In this deceptively solemn retelling of the Epiphany, the three kings not only travel with their wives to Bethlehem, but defer to their sensible suggestions for gifts.
Following a course traced by fingertip on a very generalized recurring map, Queen Hekima and King Balthazar travel from North Africa to pick up King Caspar and Queen Sophia in the Balkans and King Melchior and Queen Mingzhi in China. The party then makes its way to Bethlehem to kneel and worship at the manger—with the traditional gifts rather than, as the kings first impractically propose, a live lion, a heavy golden crown and a massive throne.
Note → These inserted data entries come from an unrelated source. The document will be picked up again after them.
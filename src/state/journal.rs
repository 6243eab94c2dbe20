//! Keyed tables with an undo log, so a failed call frame can be rolled back.
//!
//! Every write records the key's previous value. A checkpoint is the current
//! length of the undo log; reverting pops entries back to it and restores the
//! recorded values in reverse order. Committing drops the log.

use dashmap::DashMap;
use parking_lot::Mutex;
use std::hash::Hash;

pub struct JournaledMap<K, V> {
    map: DashMap<K, V>,
    undo: Mutex<Vec<(K, Option<V>)>>,
}

impl<K, V> Default for JournaledMap<K, V>
where
    K: Eq + Hash,
{
    fn default() -> Self {
        Self {
            map: DashMap::new(),
            undo: Mutex::new(Vec::new()),
        }
    }
}

impl<K, V> JournaledMap<K, V>
where
    K: Eq + Hash + Clone,
    V: Clone,
{
    /// Cloned, so no shard guard outlives the read. The authority re-enters
    /// itself through nested calls and would deadlock on a held guard.
    pub fn get(&self, key: &K) -> Option<V> {
        self.map.get(key).map(|entry| entry.value().clone())
    }

    pub fn insert(&self, key: K, value: V) {
        let previous = self.map.insert(key.clone(), value);
        self.undo.lock().push((key, previous));
    }

    pub fn remove(&self, key: &K) -> Option<V> {
        let previous = self.map.remove(key).map(|(_, v)| v);
        if previous.is_some() {
            self.undo.lock().push((key.clone(), previous.clone()));
        }
        previous
    }

    /// Read-modify-write of a single entry, starting from `V::default()` when absent.
    pub fn update<R>(&self, key: K, f: impl FnOnce(&mut V) -> R) -> R
    where
        V: Default,
    {
        let mut value = self.get(&key).unwrap_or_default();
        let out = f(&mut value);
        self.insert(key, value);
        out
    }

    pub fn len(&self) -> usize {
        self.map.len()
    }

    pub fn is_empty(&self) -> bool {
        self.map.is_empty()
    }

    pub fn checkpoint(&self) -> usize {
        self.undo.lock().len()
    }

    pub fn revert_to(&self, checkpoint: usize) {
        let entries: Vec<_> = {
            let mut undo = self.undo.lock();
            let keep = checkpoint.min(undo.len());
            undo.drain(keep..).collect()
        };
        for (key, previous) in entries.into_iter().rev() {
            match previous {
                Some(v) => {
                    self.map.insert(key, v);
                }
                None => {
                    self.map.remove(&key);
                }
            }
        }
    }

    pub fn commit(&self) {
        self.undo.lock().clear();
    }
}

/// A single journaled value.
pub struct JournaledCell<T> {
    value: Mutex<T>,
    undo: Mutex<Vec<T>>,
}

impl<T: Clone> JournaledCell<T> {
    pub fn new(value: T) -> Self {
        Self {
            value: Mutex::new(value),
            undo: Mutex::new(Vec::new()),
        }
    }

    pub fn get(&self) -> T {
        self.value.lock().clone()
    }

    pub fn set(&self, value: T) {
        let previous = std::mem::replace(&mut *self.value.lock(), value);
        self.undo.lock().push(previous);
    }

    pub fn checkpoint(&self) -> usize {
        self.undo.lock().len()
    }

    pub fn revert_to(&self, checkpoint: usize) {
        let mut undo = self.undo.lock();
        if checkpoint < undo.len() {
            let restored = undo.swap_remove(checkpoint);
            undo.truncate(checkpoint);
            *self.value.lock() = restored;
        }
    }

    pub fn commit(&self) {
        self.undo.lock().clear();
    }
}

#[cfg(test)]
mod tests {
    use super::*;

    #[test]
    fn test_revert_restores_previous_values() {
        let table: JournaledMap<u8, u32> = JournaledMap::default();
        table.insert(1, 10);
        table.commit();

        let cp = table.checkpoint();
        table.insert(1, 11);
        table.insert(2, 20);
        table.remove(&1);
        assert_eq!(table.get(&1), None);

        table.revert_to(cp);
        assert_eq!(table.get(&1), Some(10));
        assert_eq!(table.get(&2), None);
        assert_eq!(table.len(), 1);
    }

    #[test]
    fn test_nested_checkpoints() {
        let table: JournaledMap<u8, u32> = JournaledMap::default();
        let outer = table.checkpoint();
        table.insert(1, 1);
        let inner = table.checkpoint();
        table.insert(1, 2);

        table.revert_to(inner);
        assert_eq!(table.get(&1), Some(1));
        table.revert_to(outer);
        assert_eq!(table.get(&1), None);
        assert!(table.is_empty());
    }

    #[test]
    fn test_update_starts_from_default() {
        let table: JournaledMap<u8, u32> = JournaledMap::default();
        let seen = table.update(3, |v| {
            *v += 5;
            *v
        });
        assert_eq!(seen, 5);
        assert_eq!(table.get(&3), Some(5));
    }

    #[test]
    fn test_commit_drops_history() {
        let table: JournaledMap<u8, u32> = JournaledMap::default();
        table.insert(1, 1);
        table.commit();
        assert_eq!(table.checkpoint(), 0);
        table.revert_to(0);
        assert_eq!(table.get(&1), Some(1));
    }

    #[test]
    fn test_cell_reverts_to_first_value_after_checkpoint() {
        let cell = JournaledCell::new(1u8);
        let cp = cell.checkpoint();
        cell.set(2);
        cell.set(3);
        assert_eq!(cell.get(), 3);
        cell.revert_to(cp);
        assert_eq!(cell.get(), 1);
    }
}
//! ScriptedSource: replays a fixed sequence of readings.
//!
//! Used to drive the sampler and aggregator without hardware. Each entry is
//! either a reading or a failure; the script cycles when exhausted.

use std::sync::Mutex;

use crate::error::DeviceReadError;
use crate::source::{Platform, SourceInfo, SourceKind, UtilizationSource, checked_percent};

static SCRIPTED_INFO: SourceInfo = SourceInfo {
    name: "scripted",
    description: "Replays a scripted sequence of utilization readings",
    kind: SourceKind::Synthetic,
    platform: Platform::Any,
};

/// A reading source backed by a cyclic script; `None` entries fail.
pub struct ScriptedSource {
    script: Vec<Option<f64>>,
    cursor: Mutex<usize>,
}

impl ScriptedSource {
    pub fn new(script: Vec<Option<f64>>) -> Self {
        Self {
            script,
            cursor: Mutex::new(0),
        }
    }

    /// A source that always returns `value`.
    pub fn constant(value: f64) -> Self {
        Self::new(vec![Some(value)])
    }

    /// A source that always fails.
    pub fn failing() -> Self {
        Self::new(vec![None])
    }
}

impl UtilizationSource for ScriptedSource {
    fn info(&self) -> &SourceInfo {
        &SCRIPTED_INFO
    }

    fn is_available(&self) -> bool {
        !self.script.is_empty()
    }

    fn read(&self) -> Result<f64, DeviceReadError> {
        if self.script.is_empty() {
            return Err(DeviceReadError::Unavailable("empty script".to_string()));
        }
        let mut cursor = self
            .cursor
            .lock()
            .map_err(|_| DeviceReadError::Unavailable("script cursor poisoned".to_string()))?;
        let entry = self.script[*cursor % self.script.len()];
        *cursor += 1;
        match entry {
            Some(v) => checked_percent(v),
            None => Err(DeviceReadError::Unavailable("scripted failure".to_string())),
        }
    }
}

#[cfg(test)]
mod tests {
    use super::*;

    #[test]
    fn cycles_through_script() {
        let src = ScriptedSource::new(vec![Some(1.0), None, Some(50.0)]);
        assert_eq!(src.read().unwrap(), 1.0);
        assert!(src.read().is_err());
        assert_eq!(src.read().unwrap(), 50.0);
        assert_eq!(src.read().unwrap(), 1.0);
    }

    #[test]
    fn empty_script_is_unavailable() {
        let src = ScriptedSource::new(Vec::new());
        assert!(!src.is_available());
        assert!(src.read().is_err());
    }
}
Along with a tap-activated chorus of angels and occasional camel noises, snatches of “We Three Kings” and other music play in the background on short loops; touching the angel icon beside each block of text activates an even-toned audio reading. The cutout figures in Barlogh’s illustrations are dressed in richly colored if generic regional costumes. They drift or change position with a tap amid, in some scenes, tilt-sensitive showers of leaves or cherry blossoms. Handsome as it is, the art is a weak link; in one scene, book-loving Sophia points to a scroll of Latin that accompanies a picture of an infant baptism as she refers to the baby being “blessed at the Temple.”
Reverent for all its gently tweaked premise but careless with cultural markers.